■ Problem to solve ■
Read the data below. Every line holding the string "match" must be copied.

Start of Records for processing

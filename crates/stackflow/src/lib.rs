//! StackFlow
//!
//! The web-tier stack and a runner that previews, applies and destroys it
//! through the StackFlow engine.

pub mod runner;
pub mod topology;

pub use runner::Command;
pub use topology::{TopologyOptions, web_tier};
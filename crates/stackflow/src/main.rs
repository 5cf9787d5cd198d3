use anyhow::{Context, Result};
use colored::Colorize;
use stackflow::runner::{self, Command};
use stackflow::topology::{TopologyOptions, web_tier};
use stackflow_engine::{CancellationToken, Engine};
use stackflow_provider_memory::MemoryCloud;
use std::time::Duration;
use tracing_subscriber::EnvFilter;

#[tokio::main]
async fn main() -> Result<()> {
    let filter = EnvFilter::try_from_default_env()
        .unwrap_or_else(|_| EnvFilter::new("info"));
    tracing_subscriber::fmt().with_env_filter(filter).init();

    let command = match std::env::args().nth(1) {
        Some(arg) => arg.parse::<Command>()?,
        None => Command::Demo,
    };

    let (settings, settings_path) = stackflow_config::load_settings_or_default()
        .context("failed to load settings")?;
    match &settings_path {
        Some(path) => tracing::info!("Using settings from {}", path.display()),
        None => tracing::debug!("No settings file found, using defaults"),
    }

    let stack = web_tier(&TopologyOptions::from_settings(&settings.topology));
    let cloud = MemoryCloud::new().with_latency(Duration::from_millis(50));
    let engine = Engine::new(
        cloud.registry(),
        runner::state_manager(&settings, settings_path.as_deref())?,
    )
    .with_options(runner::reconcile_options(&settings));

    let cancel = CancellationToken::new();
    {
        let cancel = cancel.clone();
        tokio::spawn(async move {
            if tokio::signal::ctrl_c().await.is_ok() {
                eprintln!(
                    "{}",
                    "Interrupt received, finishing the current batch".yellow()
                );
                cancel.cancel();
            }
        });
    }

    runner::run(command, &engine, &stack, &cancel).await
}
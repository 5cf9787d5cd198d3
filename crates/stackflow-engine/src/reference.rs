//! Published attributes of created resources
//!
//! The store is the single point where workers hand results to later
//! batches. Each node id is published at most once per run.

use crate::error::{EngineError, NotReadyError, Result};
use crate::resource::{Attributes, PropValue, ResolvedProps, resolve_props};
use serde_json::Value;
use std::collections::{BTreeMap, HashMap};
use std::sync::{PoisonError, RwLock, RwLockReadGuard};

type Published = HashMap<String, Attributes>;

#[derive(Debug, Default)]
pub struct ReferenceStore {
    published: RwLock<Published>,
}

impl ReferenceStore {
    pub fn new() -> Self {
        Self::default()
    }

    /// Publish the attributes of a node that has reached `Created`
    pub fn put(&self, node_id: impl Into<String>, attributes: Attributes) -> Result<()> {
        let node_id = node_id.into();
        let mut published = self
            .published
            .write()
            .unwrap_or_else(PoisonError::into_inner);

        if published.contains_key(&node_id) {
            return Err(EngineError::AlreadyPublished(node_id));
        }

        tracing::debug!("Published {} attributes for {}", attributes.len(), node_id);
        published.insert(node_id, attributes);
        Ok(())
    }

    /// Look up a single attribute of a created node
    pub fn resolve(
        &self,
        node_id: &str,
        attribute: &str,
    ) -> std::result::Result<Value, NotReadyError> {
        let published = self.read();

        let attributes = published
            .get(node_id)
            .ok_or_else(|| NotReadyError::NodeNotCreated {
                node: node_id.to_string(),
                attribute: attribute.to_string(),
            })?;

        attributes
            .get(attribute)
            .cloned()
            .ok_or_else(|| NotReadyError::MissingAttribute {
                node: node_id.to_string(),
                attribute: attribute.to_string(),
            })
    }

    /// Substitute every reference in a property map
    pub fn resolve_props(
        &self,
        props: &BTreeMap<String, PropValue>,
    ) -> std::result::Result<ResolvedProps, NotReadyError> {
        resolve_props(props, |reference| {
            self.resolve(&reference.node, &reference.attribute)
        })
    }

    /// Number of nodes published so far
    pub fn len(&self) -> usize {
        self.read().len()
    }

    pub fn is_empty(&self) -> bool {
        self.len() == 0
    }

    fn read(&self) -> RwLockReadGuard<'_, Published> {
        self.published
            .read()
            .unwrap_or_else(PoisonError::into_inner)
    }
}
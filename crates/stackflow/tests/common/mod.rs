use stackflow::topology::{TopologyOptions, web_tier};
use stackflow_engine::{Engine, ReconcileOptions, RetryConfig, Stack, StateManager};
use stackflow_provider_memory::MemoryCloud;
use std::path::PathBuf;
use tempfile::TempDir;

pub struct TestProject {
    pub root: TempDir,
    pub cloud: MemoryCloud,
}

impl TestProject {
    pub fn new() -> Self {
        let root = tempfile::tempdir().unwrap();
        Self {
            root,
            cloud: MemoryCloud::new(),
        }
    }

    pub fn path(&self) -> PathBuf {
        self.root.path().to_path_buf()
    }

    pub fn state(&self) -> StateManager {
        StateManager::new(self.root.path())
    }

    /// Engine backed by this project's cloud and state directory
    pub fn engine(&self) -> Engine {
        self.engine_with(ReconcileOptions {
            max_workers: 4,
            retry: RetryConfig::immediate(3),
        })
    }

    pub fn engine_with(&self, options: ReconcileOptions) -> Engine {
        let engine = Engine::new(self.cloud.registry(), self.state());
        engine.with_options(options)
    }

    pub fn stack(&self) -> Stack {
        web_tier(&TopologyOptions::default())
    }
}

End of Records for processing

■ Reply to the exercise ■
    let command = match std::env::args().nth(1) {
    match &settings_path {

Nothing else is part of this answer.